Transformative Resilient Pasifiki: Exploring the Pacific Islands Forum Leaders meeting theme

PHOTO: Pacific Islands Forum Secretariat

The theme for the 53rd Pacific Island Forum Leaders Meeting is Transformative Resilient Pasifiki: Build Better Now.

And this week that theme prompted Tongan journalists who were undergoing training in preparation for the meeting to debate the use of the words “transformative” and “resilient” in one sentence.

They asked how the theme was chosen, and how can it be explained in a simple way.

The Pacific Islands Forum’s Director for Governance and Engagement, Sione Tekiteki, explained that while Tonga chose the theme, it has a significant meaning. 

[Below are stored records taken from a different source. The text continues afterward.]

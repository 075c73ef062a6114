//! Group-by and pivot passes over classified accounts.
//!
//! Every function here is a pure function of its inputs. Grouping goes through
//! `BTreeMap`/`BTreeSet`, so rows come out sorted by key and repeated runs over
//! the same accounts produce identical output.

use std::collections::{BTreeMap, BTreeSet};

use crate::license::matcher::PaidLicenseMatcher;
use crate::models::{
    Account, LicenseCategory, LicensePivot, OrganizationSummary, PaidLicenseEntry, PivotRow,
    Report,
};

/// Organization and category filters applied to the listing views.
#[derive(Debug, Clone, PartialEq, Eq)]
pub struct Selection {
    pub organizations: BTreeSet<String>,
    pub categories: BTreeSet<LicenseCategory>,
}

impl Selection {
    /// Every organization present in `accounts` and every paid category.
    pub fn all(accounts: &[Account]) -> Self {
        Self {
            organizations: available_organizations(accounts).into_iter().collect(),
            categories: LicenseCategory::PAID.into_iter().collect(),
        }
    }
}

fn internal(accounts: &[Account]) -> impl Iterator<Item = (&Account, &str)> {
    accounts
        .iter()
        .filter(|a| !a.is_external)
        .filter_map(|a| a.organization.as_deref().map(|org| (a, org)))
}

fn selected<'a>(
    accounts: &'a [Account],
    organizations: &'a BTreeSet<String>,
) -> impl Iterator<Item = &'a Account> {
    internal(accounts)
        .filter(move |(_, org)| organizations.contains(*org))
        .map(|(a, _)| a)
}

/// Sorted, de-duplicated organizations of internal accounts.
pub fn available_organizations(accounts: &[Account]) -> Vec<String> {
    internal(accounts)
        .map(|(_, org)| org.to_string())
        .collect::<BTreeSet<_>>()
        .into_iter()
        .collect()
}

/// Total, active and blocked internal accounts per organization.
pub fn organization_summary(accounts: &[Account]) -> Vec<OrganizationSummary> {
    let mut groups: BTreeMap<&str, (usize, usize)> = BTreeMap::new();
    for (account, org) in internal(accounts) {
        let entry = groups.entry(org).or_insert((0, 0));
        entry.0 += 1;
        if account.is_blocked {
            entry.1 += 1;
        }
    }

    groups
        .into_iter()
        .map(|(org, (total, blocked))| OrganizationSummary {
            organization: org.to_string(),
            total_accounts: total,
            active_count: total - blocked,
            blocked_count: blocked,
        })
        .collect()
}

/// Accounts with a paid license in the selected organizations, by display name.
pub fn paid_license_listing(
    accounts: &[Account],
    organizations: &BTreeSet<String>,
) -> Vec<PaidLicenseEntry> {
    let mut entries: Vec<PaidLicenseEntry> = selected(accounts, organizations)
        .filter(|a| a.has_paid_license)
        .map(|a| PaidLicenseEntry {
            display_name: a.display_name.clone(),
            principal_name: a.principal_name.clone(),
            paid_license_string: a.paid_license_string(),
            is_blocked: a.is_blocked,
        })
        .collect();

    entries.sort_by(|a, b| {
        a.display_name
            .cmp(&b.display_name)
            .then_with(|| a.principal_name.cmp(&b.principal_name))
    });
    entries
}

/// [`paid_license_listing`] restricted to blocked accounts.
pub fn blocked_paid_license_listing(
    accounts: &[Account],
    organizations: &BTreeSet<String>,
) -> Vec<PaidLicenseEntry> {
    paid_license_listing(accounts, organizations)
        .into_iter()
        .filter(|e| e.is_blocked)
        .collect()
}

/// Paid-token counts per organization and category, one row per organization.
///
/// Covers every internal account regardless of the current selection.
/// Categories that never occur are left out of the column set.
pub fn license_category_pivot(accounts: &[Account], matcher: &PaidLicenseMatcher) -> LicensePivot {
    let mut cells: BTreeMap<&str, BTreeMap<LicenseCategory, usize>> = BTreeMap::new();
    let mut seen: BTreeSet<LicenseCategory> = BTreeSet::new();

    for (account, org) in internal(accounts).filter(|(a, _)| a.has_paid_license) {
        for token in &account.paid_license_tokens {
            let category = matcher.classify(token);
            if category == LicenseCategory::Unclassified {
                continue;
            }
            *cells.entry(org).or_default().entry(category).or_insert(0) += 1;
            seen.insert(category);
        }
    }

    let categories: Vec<LicenseCategory> = LicenseCategory::PAID
        .into_iter()
        .filter(|c| seen.contains(c))
        .collect();

    let rows = cells
        .into_iter()
        .map(|(org, counts)| {
            let counts: Vec<usize> = categories
                .iter()
                .map(|c| counts.get(c).copied().unwrap_or(0))
                .collect();
            PivotRow {
                organization: org.to_string(),
                total_with_license: counts.iter().sum(),
                counts,
            }
        })
        .collect();

    LicensePivot { categories, rows }
}

/// Occurrences of each selected category across the paid tokens of the
/// selected organizations. Categories with no occurrence are omitted.
pub fn license_frequency(
    accounts: &[Account],
    selection: &Selection,
    matcher: &PaidLicenseMatcher,
) -> Vec<(LicenseCategory, usize)> {
    let mut counts: BTreeMap<LicenseCategory, usize> = BTreeMap::new();
    for account in selected(accounts, &selection.organizations) {
        for token in &account.paid_license_tokens {
            let category = matcher.classify(token);
            if selection.categories.contains(&category) {
                *counts.entry(category).or_insert(0) += 1;
            }
        }
    }
    counts.into_iter().collect()
}

/// Number of internal accounts holding a paid license, per organization.
pub fn paid_users_by_organization(accounts: &[Account]) -> Vec<(String, usize)> {
    let mut counts: BTreeMap<&str, usize> = BTreeMap::new();
    for (_, org) in internal(accounts).filter(|(a, _)| a.has_paid_license) {
        *counts.entry(org).or_insert(0) += 1;
    }
    counts
        .into_iter()
        .map(|(org, n)| (org.to_string(), n))
        .collect()
}

/// Internal accounts of the selected organizations with no paid license, in input order.
pub fn accounts_without_paid_license(
    accounts: &[Account],
    organizations: &BTreeSet<String>,
) -> Vec<Account> {
    selected(accounts, organizations)
        .filter(|a| !a.has_paid_license)
        .cloned()
        .collect()
}

/// Guest accounts, in input order.
pub fn external_accounts(accounts: &[Account]) -> Vec<Account> {
    accounts.iter().filter(|a| a.is_external).cloned().collect()
}

/// Run every aggregation and collect the results for the renderers.
pub fn build_report(
    accounts: &[Account],
    selection: &Selection,
    matcher: &PaidLicenseMatcher,
) -> Report {
    Report {
        total_accounts: accounts.len(),
        internal_accounts: accounts.iter().filter(|a| !a.is_external).count(),
        selected_organizations: selection.organizations.iter().cloned().collect(),
        organization_summary: organization_summary(accounts),
        paid_license_listing: paid_license_listing(accounts, &selection.organizations),
        blocked_paid_license_listing: blocked_paid_license_listing(
            accounts,
            &selection.organizations,
        ),
        license_category_pivot: license_category_pivot(accounts, matcher),
        license_frequency: license_frequency(accounts, selection, matcher),
        paid_users_by_organization: paid_users_by_organization(accounts),
        accounts_without_paid_license: accounts_without_paid_license(
            accounts,
            &selection.organizations,
        ),
        external_accounts: external_accounts(accounts),
    }
}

 “The theme is really about how ‘Resilience’; for example, if it’s health or education, how do you build resilience amongst those sectors? Because one of the issues, particularly in those fields, is that you are losing a lot of good people—good teachers, good medical people—who are leaving us, who are leaving to go elsewhere.”

Tekiteki added: “So this idea of building resilience is: how can we come up with measures and solutions, whether it’s a cyclone or any other challenge, so that the country can respond to it very quickly and there are much fewer interruptions because everyone is on the same page?”

He says Tonga has would like to see discussions at this coming week’s leaders meeting consider, “How do we build resilience into everything that we do?”

The theme resonates differently for the Director of the Tongan Women’s and Children’s Crisis Centre, Ofa Ki Levuka Guttenbeil.

She used it as a challenge to journalists at the training, to consider that given women are amongst the most resilient people in the community, “How are we going to take care of this resilience?”.

 “We need to transform our mindset, and when we talk about gender equality, we need to be serious about it because we are losing women, having brain drain, they are leaving our country, they are moving elsewhere. We need to open up the conversation and have co-leadership of this country,” Guttenbeil urged.

“Tonga, for example, has more women than men now, and yet 90% of our parliamentarians are men, and they make decisions that impact our lives, that impact the lives of our families, of our children, of our village, of our communities, and of our nation.

“So who do we want on the decision-making table?”

That is a question that many will ask, both inside the meetings and those watching, as Pacific leaders meet this week.